== Listed entries ==
use std::sync::Arc;

use crate::peer::ice::{CandidateQueue, CandidateStats};
use crate::peer::link::PeerLink;
use crate::peer::media::LocalStream;
use crate::peer::types::{CallId, SessionDescription};

#[derive(Debug, Clone, Copy, PartialEq, Eq)]
pub enum CallPhase {
    Idle,
    /// Offer sent, waiting for the partner.
    Requesting,
    /// Accepted an incoming call, waiting for the partner's offer.
    Ringing,
    /// Descriptions exchanged, link not usable yet.
    Negotiating,
    Active,
    /// Teardown in progress.
    Ending,
}

#[derive(Debug, Clone, Copy, PartialEq, Eq)]
pub enum CallRole {
    Caller,
    Callee,
}

/// Call offered by the partner that has not been accepted or rejected yet.
///
/// No resources are held for it; an offer that races ahead of the local
/// decision is parked here.
#[derive(Debug)]
pub struct IncomingCall {
    pub call_id: CallId,
    pub offer: Option<SessionDescription>,
    pub waited_secs: u64,
}

/// Call whose media and peer link are being prepared off the dispatch loop.
///
/// Like [`IncomingCall`] it holds no resources itself; they are installed
/// when the preparation reports back. An offer arriving meanwhile is parked.
#[derive(Debug)]
pub struct PendingSetup {
    pub call_id: CallId,
    pub role: CallRole,
    pub offer: Option<SessionDescription>,
}

/// Audio call nested in a chat pairing.
///
/// `peer_link` is set iff `phase` is neither Idle nor Ending;
/// `local_stream` is set iff `phase` is not Idle.
pub struct CallSession {
    pub(crate) phase: CallPhase,
    pub(crate) call_id: Option<CallId>,
    pub(crate) role: Option<CallRole>,
    pub(crate) local_stream: Option<LocalStream>,
    pub(crate) peer_link: Option<Arc<dyn PeerLink>>,
    pub(crate) pending_remote_candidates: CandidateQueue,
    pub(crate) muted: bool,
    pub(crate) elapsed_seconds: u64,
    pub(crate) incoming: Option<IncomingCall>,
    pub(crate) setup: Option<PendingSetup>,
    /// Set once call-request or call-accepted went out, so teardown knows
    /// whether the partner has to be told.
    pub(crate) announced: bool,
    /// Seconds spent in the current Disconnected spell.
    pub(crate) degraded_secs: Option<u64>,
    pub(crate) local_candidates: CandidateStats,
}

impl Default for CallSession {
    fn default() -> Self {
        Self::new()
    }
}

impl CallSession {
    pub fn new() -> Self {
        Self {
            phase: CallPhase::Idle,
            call_id: None,
            role: None,
            local_stream: None,
            peer_link: None,
            pending_remote_candidates: CandidateQueue::new(),
            muted: false,
            elapsed_seconds: 0,
            incoming: None,
            setup: None,
            announced: false,
            degraded_secs: None,
            local_candidates: CandidateStats::default(),
        }
    }

    pub fn phase(&self) -> CallPhase {
        self.phase
    }

    pub fn call_id(&self) -> Option<&CallId> {
        self.call_id.as_ref()
    }

    pub fn role(&self) -> Option<CallRole> {
        self.role
    }

    pub fn is_idle(&self) -> bool {
        self.phase == CallPhase::Idle
    }

    pub fn has_local_stream(&self) -> bool {
        self.local_stream.is_some()
    }

    pub fn has_peer_link(&self) -> bool {
        self.peer_link.is_some()
    }

    pub fn pending_candidates(&self) -> usize {
        self.pending_remote_candidates.len()
    }

    pub fn is_muted(&self) -> bool {
        self.muted
    }

    pub fn elapsed_seconds(&self) -> u64 {
        self.elapsed_seconds
    }

    pub fn incoming(&self) -> Option<&IncomingCall> {
        self.incoming.as_ref()
    }

    pub fn setup(&self) -> Option<&PendingSetup> {
        self.setup.as_ref()
    }

    /// No call of any kind: not established, not offered, not being set up.
    pub fn is_vacant(&self) -> bool {
        self.is_idle() && self.incoming.is_none() && self.setup.is_none()
    }

    /// True when `id` names the call this session is working on: an
    /// established one, an undecided incoming one or one being set up.
    pub fn owns(&self, id: &CallId) -> bool {
        self.call_id.as_ref() == Some(id)
            || self.incoming.as_ref().map(|c| &c.call_id) == Some(id)
            || self.setup.as_ref().map(|s| &s.call_id) == Some(id)
    }

    pub(crate) fn reset(&mut self) {
        *self = Self::new();
    }
}

impl std::fmt::Debug for CallSession {
    fn fmt(&self, f: &mut std::fmt::Formatter<'_>) -> std::fmt::Result {
        f.debug_struct("CallSession")
            .field("phase", &self.phase)
            .field("call_id", &self.call_id)
            .field("role", &self.role)
            .field("local_stream", &self.local_stream)
            .field("peer_link", &self.peer_link.is_some())
            .field("pending", &self.pending_remote_candidates.len())
            .field("muted", &self.muted)
            .field("elapsed_seconds", &self.elapsed_seconds)
            .field("incoming", &self.incoming)
            .field("setup", &self.setup)
            .finish()
    }
}
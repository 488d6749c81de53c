use std::sync::Arc;

use async_trait::async_trait;
use tokio::sync::mpsc;

use crate::error::CallError;
use crate::peer::media::{LocalStream, RemoteStream};
use crate::peer::types::{CallId, IceCandidate, ServerConfig, SessionDescription};

/// Connection health as reported by the peer link
#[derive(Debug, Clone, Copy, PartialEq, Eq)]
pub enum LinkState {
    New,
    Connecting,
    Connected,
    Disconnected,
    Failed,
    Closed,
}

#[derive(Debug)]
pub enum LinkEventKind {
    /// Trickled local candidate, to be relayed to the partner.
    LocalCandidate(IceCandidate),
    GatheringComplete,
    StateChanged(LinkState),
    RemoteTrack(RemoteStream),
}

/// Event raised by a peer link, tagged with the call that owns the link
#[derive(Debug)]
pub struct LinkEvent {
    pub call_id: CallId,
    pub kind: LinkEventKind,
}

/// One direct connection to the partner.
///
/// Implementations must reject `create_answer` and `add_ice_candidate`
/// while no remote description is installed.
#[async_trait]
pub trait PeerLink: Send + Sync {
    async fn add_local_track(&self, stream: &LocalStream) -> Result<(), CallError>;
    async fn create_offer(&self) -> Result<SessionDescription, CallError>;
    async fn create_answer(&self) -> Result<SessionDescription, CallError>;
    async fn set_local_description(&self, desc: &SessionDescription) -> Result<(), CallError>;
    async fn set_remote_description(&self, desc: &SessionDescription) -> Result<(), CallError>;
    async fn add_ice_candidate(&self, candidate: &IceCandidate) -> Result<(), CallError>;
    async fn close(&self);
}

/// Creates peer links; candidate, state and track callbacks are delivered
/// as [`LinkEvent`]s on `events`.
#[async_trait]
pub trait PeerLinkFactory: Send + Sync {
    async fn create_link(
        &self,
        call_id: &CallId,
        ice_servers: &[ServerConfig],
        events: mpsc::UnboundedSender<LinkEvent>,
    ) -> Result<Arc<dyn PeerLink>, CallError>;
}
use tokio::sync::mpsc;
use tracing::{debug, trace};

use crate::peer::types::CallId;
use crate::session::{MessageOrigin, PairingStatus};

/// Why a call came down
#[derive(Debug, Clone, Copy, PartialEq, Eq)]
pub enum EndReason {
    /// Local user hung up.
    Hangup,
    /// Partner sent call-ended.
    RemoteEnded,
    /// Partner declined the call.
    RemoteRejected,
    /// Local user declined an incoming call.
    Declined,
    /// Pairing ended underneath the call.
    PartnerLost,
    /// Local user left or rematched.
    Disconnected,
    /// Link failed or never recovered.
    ConnectionFailed,
    /// Setup step failed.
    SetupFailed,
    /// Incoming call was not answered in time.
    Timeout,
}

impl EndReason {
    /// Teardowns caused by the partner's own signal are not echoed back.
    pub fn is_remote(self) -> bool {
        matches!(self, EndReason::RemoteEnded | EndReason::RemoteRejected)
    }
}

/// Notification for whatever front end renders the chat
#[derive(Debug, Clone, PartialEq)]
pub enum ClientEvent {
    StatusChanged(PairingStatus),
    Matched { partner_id: String },
    Message { text: String, origin: MessageOrigin },
    OnlineCount(u64),
    IncomingCall { call_id: CallId },
    CallRequested { call_id: CallId },
    CallAccepted { call_id: CallId },
    CallNegotiating { call_id: CallId },
    CallActive { call_id: CallId },
    CallDuration { seconds: u64 },
    CallConnectionProblem,
    CallConnectionRecovered,
    MuteChanged { muted: bool },
    CallEnded { reason: EndReason },
    CallFailed { reason: String },
    ChannelLost,
}

/// Sends [`ClientEvent`]s to the front end; a missing or closed receiver is
/// not an error.
#[derive(Clone, Default)]
pub struct Emitter {
    tx: Option<mpsc::UnboundedSender<ClientEvent>>,
}

impl Emitter {
    pub fn new(tx: mpsc::UnboundedSender<ClientEvent>) -> Self {
        Self { tx: Some(tx) }
    }

    pub fn channel() -> (Self, mpsc::UnboundedReceiver<ClientEvent>) {
        let (tx, rx) = mpsc::unbounded_channel();
        (Self::new(tx), rx)
    }

    /// Emitter that drops everything.
    pub fn detached() -> Self {
        Self { tx: None }
    }

    pub fn emit(&self, event: ClientEvent) {
        trace!(?event, "emit");
        if let Some(tx) = &self.tx {
            if tx.send(event).is_err() {
                debug!("front end gone, event dropped");
            }
        }
    }
}
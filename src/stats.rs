//! Pipeline counters for observability

use std::sync::Mutex;
use std::sync::atomic::{AtomicU64, Ordering};

use chrono::{DateTime, Utc};
use serde::Serialize;

/// Live pipeline counters, shared between the orchestrator and its worker
#[derive(Debug, Default)]
pub struct PipelineStats {
    runs_started: AtomicU64,
    runs_completed: AtomicU64,
    busy_drops: AtomicU64,
    capture_empty: AtomicU64,
    transcription_empty: AtomicU64,
    dispatch_failures: AtomicU64,
    playback_interrupted: AtomicU64,
    engine_failures: AtomicU64,
    last_run_at: Mutex<Option<DateTime<Utc>>>,
}

/// Point-in-time copy of [`PipelineStats`]
#[derive(Debug, Clone, Default, PartialEq, Eq, Serialize)]
#[serde(rename_all = "camelCase")]
pub struct StatsSnapshot {
    pub runs_started: u64,
    pub runs_completed: u64,
    pub busy_drops: u64,
    pub capture_empty: u64,
    pub transcription_empty: u64,
    pub dispatch_failures: u64,
    pub playback_interrupted: u64,
    pub engine_failures: u64,
    pub last_run_at: Option<DateTime<Utc>>,
}

impl PipelineStats {
    pub(crate) fn run_started(&self) {
        self.runs_started.fetch_add(1, Ordering::Relaxed);
        if let Ok(mut last) = self.last_run_at.lock() {
            *last = Some(Utc::now());
        }
    }

    pub(crate) fn run_completed(&self) {
        self.runs_completed.fetch_add(1, Ordering::Relaxed);
    }

    pub(crate) fn busy_drop(&self) {
        self.busy_drops.fetch_add(1, Ordering::Relaxed);
    }

    pub(crate) fn capture_empty(&self) {
        self.capture_empty.fetch_add(1, Ordering::Relaxed);
    }

    pub(crate) fn transcription_empty(&self) {
        self.transcription_empty.fetch_add(1, Ordering::Relaxed);
    }

    pub(crate) fn dispatch_failure(&self) {
        self.dispatch_failures.fetch_add(1, Ordering::Relaxed);
    }

    pub(crate) fn playback_interrupted(&self) {
        self.playback_interrupted.fetch_add(1, Ordering::Relaxed);
    }

    pub(crate) fn engine_failure(&self) {
        self.engine_failures.fetch_add(1, Ordering::Relaxed);
    }

    /// Copy the current counters
    #[must_use]
    pub fn snapshot(&self) -> StatsSnapshot {
        StatsSnapshot {
            runs_started: self.runs_started.load(Ordering::Relaxed),
            runs_completed: self.runs_completed.load(Ordering::Relaxed),
            busy_drops: self.busy_drops.load(Ordering::Relaxed),
            capture_empty: self.capture_empty.load(Ordering::Relaxed),
            transcription_empty: self.transcription_empty.load(Ordering::Relaxed),
            dispatch_failures: self.dispatch_failures.load(Ordering::Relaxed),
            playback_interrupted: self.playback_interrupted.load(Ordering::Relaxed),
            engine_failures: self.engine_failures.load(Ordering::Relaxed),
            last_run_at: self.last_run_at.lock().ok().and_then(|l| *l),
        }
    }
}
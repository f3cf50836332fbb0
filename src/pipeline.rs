//! Voice pipeline: capture → detect language → transcribe → dispatch →
//! synthesize → play
//!
//! One run per wake event, strictly sequential. Every fault is contained
//! here and reported as a [`PipelineOutcome`]; nothing escapes to the
//! orchestrator.

use std::sync::Arc;
use std::time::Duration;

use thiserror::Error;
use tokio::sync::RwLock;
use tracing::Instrument;
use uuid::Uuid;

use crate::dispatch::{CommandDispatcher, DispatchFailure, DispatchReply};
use crate::session::Session;
use crate::stats::PipelineStats;
use crate::voice::{
    AudioCapture, AudioPlayback, LanguageDetector, PlaybackOutcome, SynthesizedSpeech,
    Synthesizer, Transcriber,
};

/// Longest utterance captured per wake event
pub const CAPTURE_TIMEOUT: Duration = Duration::from_millis(5000);

/// How often playback checks whether the orchestrator stopped
const STOP_POLL_INTERVAL: Duration = Duration::from_millis(20);

/// Spoken when the command backend cannot be reached
pub const FALLBACK_REPLY: &str = "System offline.";

/// Faults the pipeline recovers from locally
#[derive(Debug, Clone, Error, PartialEq, Eq)]
pub enum VoiceFault {
    /// No usable audio was captured
    #[error("no usable audio captured")]
    CaptureEmpty,

    /// The engine returned no confident text
    #[error("could not transcribe")]
    TranscriptionEmpty,

    /// The command backend failed
    #[error("command dispatch failed: {0}")]
    DispatchFailure(DispatchFailure),

    /// `stop()` interrupted playback
    #[error("playback interrupted")]
    PlaybackInterrupted,
}

/// How one pipeline run ended
#[derive(Debug, Clone, PartialEq, Eq)]
pub enum PipelineOutcome {
    /// A reply was spoken in full
    Responded {
        /// Text that was spoken
        reply: String,
        /// True when the reply is the offline fallback
        dispatch_failed: bool,
    },
    /// Capture yielded nothing; no further stage ran
    CaptureEmpty,
    /// Transcription yielded nothing; nothing was dispatched or spoken
    TranscriptionEmpty,
    /// The reply could not be synthesized
    SynthesisFailed,
    /// The reply could not be played
    PlaybackFailed,
    /// Playback was cut short by `stop()`
    Interrupted,
    /// The orchestrator stopped between stages
    Cancelled,
}

/// Engines the pipeline drives
#[derive(Clone)]
pub struct Engines {
    pub capture: Arc<dyn AudioCapture>,
    pub detector: Arc<dyn LanguageDetector>,
    pub transcriber: Arc<dyn Transcriber>,
    pub dispatcher: Arc<dyn CommandDispatcher>,
    pub synthesizer: Arc<dyn Synthesizer>,
    pub playback: Arc<dyn AudioPlayback>,
}

/// Runs the sequential voice pipeline
pub struct Pipeline {
    engines: Engines,
    capture_timeout: Duration,
    stats: Arc<PipelineStats>,
}

impl Pipeline {
    /// Create a pipeline over `engines`
    #[must_use]
    pub fn new(engines: Engines, stats: Arc<PipelineStats>) -> Self {
        Self {
            engines,
            capture_timeout: CAPTURE_TIMEOUT,
            stats,
        }
    }

    /// Override the capture timeout
    #[must_use]
    pub const fn with_capture_timeout(mut self, timeout: Duration) -> Self {
        self.capture_timeout = timeout;
        self
    }

    /// Engines driven by this pipeline
    #[must_use]
    pub const fn engines(&self) -> &Engines {
        &self.engines
    }

    /// Run once for a wake event
    ///
    /// `is_stopped` is consulted between stages; once it returns true no
    /// further stage starts.
    pub async fn run(
        &self,
        session: &RwLock<Session>,
        is_stopped: &(dyn Fn() -> bool + Send + Sync),
    ) -> PipelineOutcome {
        let run_id = Uuid::new_v4();
        self.stats.run_started();

        let outcome = self
            .run_stages(session, is_stopped)
            .instrument(tracing::info_span!("pipeline", %run_id))
            .await;

        match &outcome {
            PipelineOutcome::CaptureEmpty => self.stats.capture_empty(),
            PipelineOutcome::TranscriptionEmpty => self.stats.transcription_empty(),
            PipelineOutcome::Interrupted => self.stats.playback_interrupted(),
            PipelineOutcome::SynthesisFailed | PipelineOutcome::PlaybackFailed => {
                self.stats.engine_failure();
            }
            PipelineOutcome::Responded { .. } | PipelineOutcome::Cancelled => {}
        }
        self.stats.run_completed();

        tracing::debug!(%run_id, ?outcome, "pipeline finished");
        outcome
    }

    async fn run_stages(
        &self,
        session: &RwLock<Session>,
        is_stopped: &(dyn Fn() -> bool + Send + Sync),
    ) -> PipelineOutcome {
        tracing::info!("capturing audio");
        let mut segment = match self.engines.capture.capture(self.capture_timeout).await {
            Ok(segment) if !segment.is_empty() => segment,
            Ok(_) => {
                tracing::info!(fault = %VoiceFault::CaptureEmpty, "nothing to process");
                return PipelineOutcome::CaptureEmpty;
            }
            Err(e) => {
                tracing::warn!(error = %e, fault = %VoiceFault::CaptureEmpty, "capture failed");
                return PipelineOutcome::CaptureEmpty;
            }
        };
        if is_stopped() {
            return PipelineOutcome::Cancelled;
        }

        // Input language: override > per-utterance detection > preferred
        let (language_override, preferred) = {
            let session = session.read().await;
            (session.language_override, session.preferred_language)
        };
        let language = match language_override {
            Some(language) => {
                tracing::debug!(%language, "using language override");
                language
            }
            None => match self.engines.detector.detect_from_audio(&segment.samples).await {
                Ok((language, confidence)) => {
                    tracing::info!(%language, confidence, "language detected");
                    language
                }
                Err(e) => {
                    tracing::warn!(error = %e, fallback = %preferred, "language detection failed");
                    preferred
                }
            },
        };
        segment.language = Some(language);
        if is_stopped() {
            return PipelineOutcome::Cancelled;
        }

        let transcript = match self.engines.transcriber.transcribe(&segment).await {
            Ok(result) if !result.is_empty() => result,
            Ok(result) => {
                tracing::info!(
                    confidence = result.confidence,
                    fault = %VoiceFault::TranscriptionEmpty,
                    "could not transcribe"
                );
                return PipelineOutcome::TranscriptionEmpty;
            }
            Err(e) => {
                tracing::warn!(error = %e, fault = %VoiceFault::TranscriptionEmpty, "could not transcribe");
                return PipelineOutcome::TranscriptionEmpty;
            }
        };
        drop(segment);
        tracing::info!(
            transcript = %transcript.text,
            confidence = transcript.confidence,
            "transcription"
        );
        if is_stopped() {
            return PipelineOutcome::Cancelled;
        }

        let (reply, dispatch_failed) = match self.engines.dispatcher.dispatch(&transcript.text).await {
            DispatchReply::Reply(text) => (text, false),
            DispatchReply::Failure(failure) => {
                let fault = VoiceFault::DispatchFailure(failure);
                tracing::warn!(%fault, "using fallback reply");
                self.stats.dispatch_failure();
                (FALLBACK_REPLY.to_string(), true)
            }
        };
        if is_stopped() {
            return PipelineOutcome::Cancelled;
        }

        // Replies use the session's language, read as late as possible
        let reply_language = session.read().await.preferred_language;
        tracing::info!(reply = %reply, language = %reply_language, "responding");
        let speech = match self.engines.synthesizer.synthesize(&reply, reply_language).await {
            Ok(speech) => speech,
            Err(e) => {
                tracing::error!(error = %e, "speech synthesis failed");
                return PipelineOutcome::SynthesisFailed;
            }
        };
        if is_stopped() {
            return PipelineOutcome::Cancelled;
        }

        tracing::debug!(duration_ms = speech.duration_ms, "playing reply");
        match self.play_until_stopped(&speech, is_stopped).await {
            Ok(PlaybackOutcome::Completed) => PipelineOutcome::Responded {
                reply,
                dispatch_failed,
            },
            Ok(PlaybackOutcome::Interrupted) => {
                tracing::debug!(fault = %VoiceFault::PlaybackInterrupted, "reply cut short");
                PipelineOutcome::Interrupted
            }
            Err(e) => {
                tracing::error!(error = %e, "playback failed");
                PipelineOutcome::PlaybackFailed
            }
        }
    }

    /// Play `speech`, interrupting it if a stop lands after playback began
    ///
    /// A stop raised between the last stage check and the start of the clip
    /// would otherwise be missed by the playback engine.
    async fn play_until_stopped(
        &self,
        speech: &SynthesizedSpeech,
        is_stopped: &(dyn Fn() -> bool + Send + Sync),
    ) -> crate::Result<PlaybackOutcome> {
        let playback = &self.engines.playback;
        let play = playback.play(speech);
        tokio::pin!(play);

        let mut stop_sent = false;
        loop {
            tokio::select! {
                biased;
                result = &mut play => return result,
                () = tokio::time::sleep(STOP_POLL_INTERVAL) => {
                    if !stop_sent && is_stopped() {
                        playback.stop();
                        stop_sent = true;
                    }
                }
            }
        }
    }
}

== Problem ==
Using the data above, extract exactly the lines from the one that holds "pub struct Emitter" to the one that holds "if let Some(tx)", both ends included, and no others.

== Solution for this problem ==
pub struct Emitter {
    tx: Option<mpsc::UnboundedSender<ClientEvent>>,
}

impl Emitter {
    pub fn new(tx: mpsc::UnboundedSender<ClientEvent>) -> Self {
        Self { tx: Some(tx) }
    }

    pub fn channel() -> (Self, mpsc::UnboundedReceiver<ClientEvent>) {
        let (tx, rx) = mpsc::unbounded_channel();
        (Self::new(tx), rx)
    }

    /// Emitter that drops everything.
    pub fn detached() -> Self {
        Self { tx: None }
    }

    pub fn emit(&self, event: ClientEvent) {
        trace!(?event, "emit");
        if let Some(tx) = &self.tx {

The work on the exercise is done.